ACTIVITY>
Go through the material below, noting each line where the string "Special" appears, and give only the total.

THE DATA>
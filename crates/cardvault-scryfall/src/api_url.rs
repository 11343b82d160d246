//! Card API base URL type.

use serde::{Deserialize, Serialize};
use std::fmt;
use std::str::FromStr;
use url::Url;

use cardvault_core::Error;

/// A validated base URL of the card API.
///
/// Must use HTTPS; plain HTTP is accepted for loopback hosts so tests and
/// local mirrors work.
///
/// # Example
///
/// ```
/// use cardvault_scryfall::ApiUrl;
///
/// let api = ApiUrl::new("https://api.scryfall.com/").unwrap();
/// assert_eq!(api.endpoint("cards/search"), "https://api.scryfall.com/cards/search");
/// ```
#[derive(Clone, Debug, PartialEq, Eq, Hash)]
pub struct ApiUrl(Url);

impl ApiUrl {
    /// Parse and validate a base URL.
    ///
    /// # Errors
    ///
    /// Returns a validation error for relative, non-HTTP(S) or host-less URLs.
    pub fn new(s: impl AsRef<str>) -> Result<Self, Error> {
        let s = s.as_ref();
        let url = Url::parse(s).map_err(|e| Error::invalid("api_url", e.to_string()))?;
        Self::validate(&url)?;
        Ok(Self(url))
    }

    /// Absolute URL of an endpoint path such as `cards/search`.
    pub fn endpoint(&self, path: &str) -> String {
        let base = self.0.as_str().trim_end_matches('/');
        format!("{}/{}", base, path.trim_start_matches('/'))
    }

    pub fn as_str(&self) -> &str {
        self.0.as_str()
    }

    pub fn host(&self) -> Option<&str> {
        self.0.host_str()
    }

    fn validate(url: &Url) -> Result<(), Error> {
        let host = url
            .host_str()
            .ok_or_else(|| Error::invalid("api_url", "must have a host"))?;

        match url.scheme() {
            "https" => Ok(()),
            "http" if matches!(host, "localhost" | "127.0.0.1" | "[::1]") => Ok(()),
            "http" => Err(Error::invalid(
                "api_url",
                "plain http is only allowed for localhost",
            )),
            other => Err(Error::invalid(
                "api_url",
                format!("unsupported scheme '{}'", other),
            )),
        }
    }
}

impl fmt::Display for ApiUrl {
    fn fmt(&self, f: &mut fmt::Formatter<'_>) -> fmt::Result {
        write!(f, "{}", self.0)
    }
}

impl FromStr for ApiUrl {
    type Err = Error;

    fn from_str(s: &str) -> Result<Self, Self::Err> {
        Self::new(s)
    }
}

impl Serialize for ApiUrl {
    fn serialize<S>(&self, serializer: S) -> Result<S::Ok, S::Error>
    where
        S: serde::Serializer,
    {
        serializer.serialize_str(self.0.as_str())
    }
}

impl<'de> Deserialize<'de> for ApiUrl {
    fn deserialize<D>(deserializer: D) -> Result<Self, D::Error>
    where
        D: serde::Deserializer<'de>,
    {
        let s = String::deserialize(deserializer)?;
        ApiUrl::new(&s).map_err(serde::de::Error::custom)
    }
}
//! cardvault-file - Filesystem-backed card cache and collection store.
//!
//! Cards and collections are stored as JSON documents under one root
//! directory. Read-modify-write cycles are serialised with an exclusive lock
//! on a lock file, and every document is replaced atomically through a
//! temporary file.

mod store;

pub use store::FileStore;
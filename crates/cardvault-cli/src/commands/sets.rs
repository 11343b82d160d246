//! Sets command implementation.

use anyhow::{Context, Result};
use clap::Args;

use cardvault_core::CardSearch;

use crate::config::Settings;
use crate::output;

#[derive(Args, Debug)]
pub struct SetsArgs {
    /// Print the set list as JSON
    #[arg(long)]
    pub json: bool,
}

pub async fn run(args: SetsArgs, settings: Settings) -> Result<()> {
    let sets = settings
        .gateway()?
        .sets()
        .await
        .context("Failed to list sets")?;

    if args.json {
        return output::json(&sets);
    }
    sets.iter().for_each(output::set_line);
    Ok(())
}
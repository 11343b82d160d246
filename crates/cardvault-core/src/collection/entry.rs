//! Collection entries and their mutations.

use chrono::{DateTime, Utc};
use serde::{Deserialize, Serialize};
use uuid::Uuid;

use crate::Result;
use crate::error::ValidationError;
use crate::types::{Condition, ScryfallId, UserId};

/// Upper bound on the quantity of a single add or update.
pub const MAX_QUANTITY: u32 = 9_999;

/// Upper bound on note length, in characters.
pub const MAX_NOTES_LEN: usize = 500;

/// Copies of one card a user owns in one condition and finish.
#[derive(Debug, Clone, PartialEq, Serialize, Deserialize)]
pub struct CollectionEntry {
    pub id: Uuid,
    pub user_id: UserId,
    pub scryfall_id: ScryfallId,
    pub quantity: u32,
    pub condition: Condition,
    pub foil: bool,
    #[serde(default)]
    pub notes: Option<String>,
    pub created_at: DateTime<Utc>,
    pub updated_at: DateTime<Utc>,
}

impl CollectionEntry {
    pub fn new(user: &UserId, new: NewCollectionEntry, now: DateTime<Utc>) -> Self {
        Self {
            id: Uuid::new_v4(),
            user_id: user.clone(),
            scryfall_id: new.scryfall_id,
            quantity: new.quantity,
            condition: new.condition,
            foil: new.foil,
            notes: new.notes,
            created_at: now,
            updated_at: now,
        }
    }

    /// True if this entry holds the same (card, condition, foil) key.
    pub fn same_key(&self, scryfall_id: &ScryfallId, condition: Condition, foil: bool) -> bool {
        &self.scryfall_id == scryfall_id && self.condition == condition && self.foil == foil
    }

    /// Fold a duplicate add into this entry.
    pub fn merge(&mut self, new: &NewCollectionEntry, now: DateTime<Utc>) {
        self.quantity = self.quantity.saturating_add(new.quantity);
        if new.notes.is_some() {
            self.notes = new.notes.clone();
        }
        self.updated_at = now;
    }

    pub fn apply(&mut self, update: &EntryUpdate, now: DateTime<Utc>) {
        if let Some(quantity) = update.quantity {
            self.quantity = quantity;
        }
        if let Some(condition) = update.condition {
            self.condition = condition;
        }
        if let Some(foil) = update.foil {
            self.foil = foil;
        }
        if let Some(notes) = &update.notes {
            self.notes = notes.clone();
        }
        self.updated_at = now;
    }
}

/// A validated request to add copies to a collection.
#[derive(Debug, Clone, PartialEq)]
pub struct NewCollectionEntry {
    pub scryfall_id: ScryfallId,
    pub quantity: u32,
    pub condition: Condition,
    pub foil: bool,
    pub notes: Option<String>,
}

/// Result of an add: the stored entry and whether it was merged.
#[derive(Debug, Clone, PartialEq, Serialize)]
pub struct AddOutcome {
    pub entry: CollectionEntry,
    pub merged: bool,
}

/// Raw add request body.
#[derive(Debug, Clone, Default, Deserialize)]
pub struct AddEntryRequest {
    pub scryfall_id: Option<String>,
    pub quantity: Option<i64>,
    pub condition: Option<String>,
    pub foil: Option<bool>,
    pub notes: Option<String>,
}

impl AddEntryRequest {
    /// Validate every field, reporting all rejected fields at once.
    ///
    /// Quantity defaults to 1, condition to near mint, foil to false.
    pub fn validate(self) -> Result<NewCollectionEntry> {
        let mut errors = ValidationError::new();

        let scryfall_id = match self.scryfall_id.as_deref() {
            None => {
                errors.push("scryfall_id", "is required");
                None
            }
            Some(raw) => ScryfallId::new(raw)
                .map_err(|_| errors.push("scryfall_id", "is not a valid card id"))
                .ok(),
        };

        let quantity = match self.quantity {
            None => Some(1),
            Some(q) => check_quantity(q, 1, &mut errors),
        };

        let condition = parse_condition(self.condition.as_deref(), &mut errors);
        let notes = check_notes(self.notes, &mut errors);

        match (scryfall_id, quantity, condition, notes) {
            (Some(scryfall_id), Some(quantity), Some(condition), Some(notes))
                if errors.is_empty() =>
            {
                Ok(NewCollectionEntry {
                    scryfall_id,
                    quantity,
                    condition,
                    foil: self.foil.unwrap_or(false),
                    notes,
                })
            }
            _ => Err(errors.into()),
        }
    }
}

/// A validated partial update of an entry.
///
/// `notes: Some(None)` clears the notes.
#[derive(Debug, Clone, Default, PartialEq)]
pub struct EntryUpdate {
    pub quantity: Option<u32>,
    pub condition: Option<Condition>,
    pub foil: Option<bool>,
    pub notes: Option<Option<String>>,
}

/// Raw update request body.
#[derive(Debug, Clone, Default, Deserialize)]
pub struct UpdateEntryRequest {
    pub quantity: Option<i64>,
    pub condition: Option<String>,
    pub foil: Option<bool>,
    pub notes: Option<String>,
}

impl UpdateEntryRequest {
    /// Validate the update. An empty `notes` string clears the notes.
    pub fn validate(self) -> Result<EntryUpdate> {
        let mut errors = ValidationError::new();

        let quantity = match self.quantity {
            None => None,
            Some(q) => check_quantity(q, 0, &mut errors),
        };
        let condition = match self.condition.as_deref() {
            None => None,
            raw => parse_condition(raw, &mut errors),
        };
        let notes = match self.notes {
            None => None,
            Some(n) if n.trim().is_empty() => Some(None),
            Some(n) => check_notes(Some(n), &mut errors),
        };

        if self.quantity.is_none()
            && self.condition.is_none()
            && self.foil.is_none()
            && notes.is_none()
            && errors.is_empty()
        {
            errors.push("body", "at least one field must be provided");
        }

        errors.finish(EntryUpdate {
            quantity,
            condition,
            foil: self.foil,
            notes,
        })
    }
}

fn check_quantity(q: i64, min: u32, errors: &mut ValidationError) -> Option<u32> {
    if q < i64::from(min) || q > i64::from(MAX_QUANTITY) {
        errors.push(
            "quantity",
            format!("must be between {} and {}", min, MAX_QUANTITY),
        );
        None
    } else {
        u32::try_from(q).ok()
    }
}

fn parse_condition(raw: Option<&str>, errors: &mut ValidationError) -> Option<Condition> {
    match raw {
        None => Some(Condition::default()),
        Some(raw) => raw
            .parse()
            .map_err(|_| errors.push("condition", format!("unknown condition '{}'", raw)))
            .ok(),
    }
}

fn check_notes(notes: Option<String>, errors: &mut ValidationError) -> Option<Option<String>> {
    match notes {
        Some(n) if n.chars().count() > MAX_NOTES_LEN => {
            errors.push(
                "notes",
                format!("must be at most {} characters", MAX_NOTES_LEN),
            );
            None
        }
        Some(n) if n.trim().is_empty() => Some(None),
        other => Some(other),
    }
}
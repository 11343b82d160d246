//! Serve command implementation.

use std::sync::Arc;

use anyhow::{Context, Result};
use clap::Args;
use tracing::{info, warn};

use cardvault_server::AppState;

use crate::config::Settings;

#[derive(Args, Debug)]
pub struct ServeArgs {
    /// Address to listen on (overrides the config file)
    #[arg(long)]
    pub listen: Option<String>,
}

pub async fn run(args: ServeArgs, settings: Settings) -> Result<()> {
    let listen = args.listen.unwrap_or_else(|| settings.listen.clone());

    let tokens = settings.token_map()?;
    if tokens.is_empty() {
        warn!("no API tokens configured, every API request will be rejected");
    }

    let data_dir = settings.data_dir()?;
    info!(data_dir = %data_dir.display(), scryfall = %settings.scryfall_url, "starting");

    let state = AppState::new(
        Arc::new(settings.gateway()?),
        Arc::new(settings.store()?),
        tokens,
    );

    cardvault_server::serve(state, &listen)
        .await
        .with_context(|| format!("Server on {} failed", listen))
}
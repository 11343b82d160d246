//! Card rarity.

use serde::{Deserialize, Serialize};
use std::fmt;
use std::str::FromStr;

use crate::error::Error;

/// Printed rarity of a card.
#[derive(Clone, Copy, Debug, PartialEq, Eq, Hash, Serialize, Deserialize)]
#[serde(rename_all = "lowercase")]
pub enum Rarity {
    Common,
    Uncommon,
    Rare,
    Mythic,
    Special,
    Bonus,
}

impl Rarity {
    pub const ALL: [Rarity; 6] = [
        Rarity::Common,
        Rarity::Uncommon,
        Rarity::Rare,
        Rarity::Mythic,
        Rarity::Special,
        Rarity::Bonus,
    ];

    pub fn as_str(self) -> &'static str {
        match self {
            Rarity::Common => "common",
            Rarity::Uncommon => "uncommon",
            Rarity::Rare => "rare",
            Rarity::Mythic => "mythic",
            Rarity::Special => "special",
            Rarity::Bonus => "bonus",
        }
    }

    /// Sort rank, common lowest.
    pub fn rank(self) -> u8 {
        self as u8
    }
}

impl fmt::Display for Rarity {
    fn fmt(&self, f: &mut fmt::Formatter<'_>) -> fmt::Result {
        f.write_str(self.as_str())
    }
}

impl FromStr for Rarity {
    type Err = Error;

    fn from_str(s: &str) -> Result<Self, Self::Err> {
        let lower = s.trim().to_ascii_lowercase();
        Rarity::ALL
            .into_iter()
            .find(|r| r.as_str() == lower)
            .ok_or_else(|| Error::invalid("rarity", format!("unknown rarity '{}'", s.trim())))
    }
}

WRITTEN REPLY>
3